Collected data:
··········

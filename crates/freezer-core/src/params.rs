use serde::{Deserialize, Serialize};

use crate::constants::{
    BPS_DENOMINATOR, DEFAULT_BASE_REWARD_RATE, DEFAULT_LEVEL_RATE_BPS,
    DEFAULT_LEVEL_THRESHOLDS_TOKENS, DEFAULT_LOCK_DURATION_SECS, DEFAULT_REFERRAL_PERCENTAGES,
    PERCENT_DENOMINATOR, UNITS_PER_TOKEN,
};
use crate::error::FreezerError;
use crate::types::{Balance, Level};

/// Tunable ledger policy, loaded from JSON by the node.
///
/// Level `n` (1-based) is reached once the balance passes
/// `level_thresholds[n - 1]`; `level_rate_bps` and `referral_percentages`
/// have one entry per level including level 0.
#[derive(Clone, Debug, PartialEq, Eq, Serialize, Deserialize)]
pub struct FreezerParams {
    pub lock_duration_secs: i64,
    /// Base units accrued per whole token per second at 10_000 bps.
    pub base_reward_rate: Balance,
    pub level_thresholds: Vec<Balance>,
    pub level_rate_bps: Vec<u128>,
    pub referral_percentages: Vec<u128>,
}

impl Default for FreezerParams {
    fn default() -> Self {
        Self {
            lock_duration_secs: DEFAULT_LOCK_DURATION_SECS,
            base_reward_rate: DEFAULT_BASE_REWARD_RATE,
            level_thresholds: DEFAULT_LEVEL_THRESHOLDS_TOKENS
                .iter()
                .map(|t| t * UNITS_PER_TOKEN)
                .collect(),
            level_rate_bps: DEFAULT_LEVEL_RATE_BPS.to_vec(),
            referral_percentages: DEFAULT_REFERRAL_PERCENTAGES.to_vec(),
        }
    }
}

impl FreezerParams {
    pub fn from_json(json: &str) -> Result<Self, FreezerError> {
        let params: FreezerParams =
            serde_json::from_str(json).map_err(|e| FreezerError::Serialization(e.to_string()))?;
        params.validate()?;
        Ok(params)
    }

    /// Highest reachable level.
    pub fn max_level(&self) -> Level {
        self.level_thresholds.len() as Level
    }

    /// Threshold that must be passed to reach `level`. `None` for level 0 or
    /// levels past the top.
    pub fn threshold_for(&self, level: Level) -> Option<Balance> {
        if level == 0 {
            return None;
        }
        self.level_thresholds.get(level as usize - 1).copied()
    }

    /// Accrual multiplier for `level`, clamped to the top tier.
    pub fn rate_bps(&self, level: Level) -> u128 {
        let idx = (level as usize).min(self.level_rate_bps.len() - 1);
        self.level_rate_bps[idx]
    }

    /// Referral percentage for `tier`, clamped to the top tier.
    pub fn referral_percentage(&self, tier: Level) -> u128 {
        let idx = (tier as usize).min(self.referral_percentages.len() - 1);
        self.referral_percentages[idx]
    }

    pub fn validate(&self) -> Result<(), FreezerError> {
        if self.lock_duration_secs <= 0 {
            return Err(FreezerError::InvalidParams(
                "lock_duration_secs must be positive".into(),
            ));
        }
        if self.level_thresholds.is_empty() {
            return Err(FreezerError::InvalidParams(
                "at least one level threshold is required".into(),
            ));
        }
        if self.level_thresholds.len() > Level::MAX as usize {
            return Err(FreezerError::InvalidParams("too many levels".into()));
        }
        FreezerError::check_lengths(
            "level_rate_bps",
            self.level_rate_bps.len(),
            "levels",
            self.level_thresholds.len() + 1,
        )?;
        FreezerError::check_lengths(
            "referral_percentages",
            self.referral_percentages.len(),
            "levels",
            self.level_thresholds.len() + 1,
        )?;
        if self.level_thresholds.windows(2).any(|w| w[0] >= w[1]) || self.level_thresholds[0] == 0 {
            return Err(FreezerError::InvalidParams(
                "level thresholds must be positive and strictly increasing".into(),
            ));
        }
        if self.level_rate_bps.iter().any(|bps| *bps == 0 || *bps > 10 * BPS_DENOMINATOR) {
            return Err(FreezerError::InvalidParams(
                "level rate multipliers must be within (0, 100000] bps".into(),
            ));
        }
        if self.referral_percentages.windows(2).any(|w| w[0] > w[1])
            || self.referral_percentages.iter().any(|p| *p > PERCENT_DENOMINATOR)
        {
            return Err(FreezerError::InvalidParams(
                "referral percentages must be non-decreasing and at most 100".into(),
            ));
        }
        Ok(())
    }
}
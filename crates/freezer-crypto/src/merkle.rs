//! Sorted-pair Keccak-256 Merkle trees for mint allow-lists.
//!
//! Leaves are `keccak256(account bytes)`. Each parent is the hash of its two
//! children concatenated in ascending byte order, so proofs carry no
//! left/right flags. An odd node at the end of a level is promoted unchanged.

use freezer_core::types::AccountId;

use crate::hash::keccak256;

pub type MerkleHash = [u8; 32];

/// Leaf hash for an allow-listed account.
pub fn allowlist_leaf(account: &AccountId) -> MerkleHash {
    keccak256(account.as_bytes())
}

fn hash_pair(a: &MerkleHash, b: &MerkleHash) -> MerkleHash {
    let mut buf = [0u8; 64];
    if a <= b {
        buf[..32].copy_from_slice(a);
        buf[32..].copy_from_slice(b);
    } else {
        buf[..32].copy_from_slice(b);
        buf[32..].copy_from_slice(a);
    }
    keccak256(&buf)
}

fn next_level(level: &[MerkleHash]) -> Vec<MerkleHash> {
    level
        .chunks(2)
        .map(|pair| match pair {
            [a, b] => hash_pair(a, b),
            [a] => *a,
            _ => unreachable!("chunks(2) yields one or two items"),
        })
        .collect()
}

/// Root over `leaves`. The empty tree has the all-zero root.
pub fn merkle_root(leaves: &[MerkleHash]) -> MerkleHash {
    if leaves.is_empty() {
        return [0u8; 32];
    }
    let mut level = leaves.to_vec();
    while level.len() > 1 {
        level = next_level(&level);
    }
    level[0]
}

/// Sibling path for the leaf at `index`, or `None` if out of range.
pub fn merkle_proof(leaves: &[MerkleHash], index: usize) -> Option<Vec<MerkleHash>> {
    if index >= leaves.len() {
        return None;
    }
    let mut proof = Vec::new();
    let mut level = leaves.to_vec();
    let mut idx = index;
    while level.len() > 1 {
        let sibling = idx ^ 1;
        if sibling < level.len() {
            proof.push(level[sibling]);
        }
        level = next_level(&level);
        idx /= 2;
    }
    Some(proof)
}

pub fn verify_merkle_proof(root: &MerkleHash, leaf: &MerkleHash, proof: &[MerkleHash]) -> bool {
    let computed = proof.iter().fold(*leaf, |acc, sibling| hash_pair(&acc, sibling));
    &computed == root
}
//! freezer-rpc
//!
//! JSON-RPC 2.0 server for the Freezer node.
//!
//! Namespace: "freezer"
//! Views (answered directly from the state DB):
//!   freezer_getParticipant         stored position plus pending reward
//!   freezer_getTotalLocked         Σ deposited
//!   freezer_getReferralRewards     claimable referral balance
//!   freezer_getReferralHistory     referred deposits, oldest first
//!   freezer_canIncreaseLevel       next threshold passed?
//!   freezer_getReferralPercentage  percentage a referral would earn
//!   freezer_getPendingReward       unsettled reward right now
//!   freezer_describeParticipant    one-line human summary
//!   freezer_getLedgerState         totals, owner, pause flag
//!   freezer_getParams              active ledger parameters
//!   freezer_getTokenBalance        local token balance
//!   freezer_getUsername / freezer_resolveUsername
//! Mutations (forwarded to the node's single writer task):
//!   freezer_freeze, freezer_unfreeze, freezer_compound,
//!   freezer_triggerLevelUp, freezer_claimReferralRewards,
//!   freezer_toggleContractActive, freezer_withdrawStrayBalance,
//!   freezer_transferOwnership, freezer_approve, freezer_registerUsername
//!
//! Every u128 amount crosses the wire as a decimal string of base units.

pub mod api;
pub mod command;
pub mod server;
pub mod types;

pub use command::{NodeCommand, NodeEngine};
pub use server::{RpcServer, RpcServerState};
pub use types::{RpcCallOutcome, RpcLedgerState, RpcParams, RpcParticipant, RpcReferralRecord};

··········

• About this exercise:
Search the records for the word "right" and copy every line where it occurs.

• Written response:
//! left/right flags. An odd node at the end of a level is promoted unchanged.
//!   freezer_getPendingReward       unsettled reward right now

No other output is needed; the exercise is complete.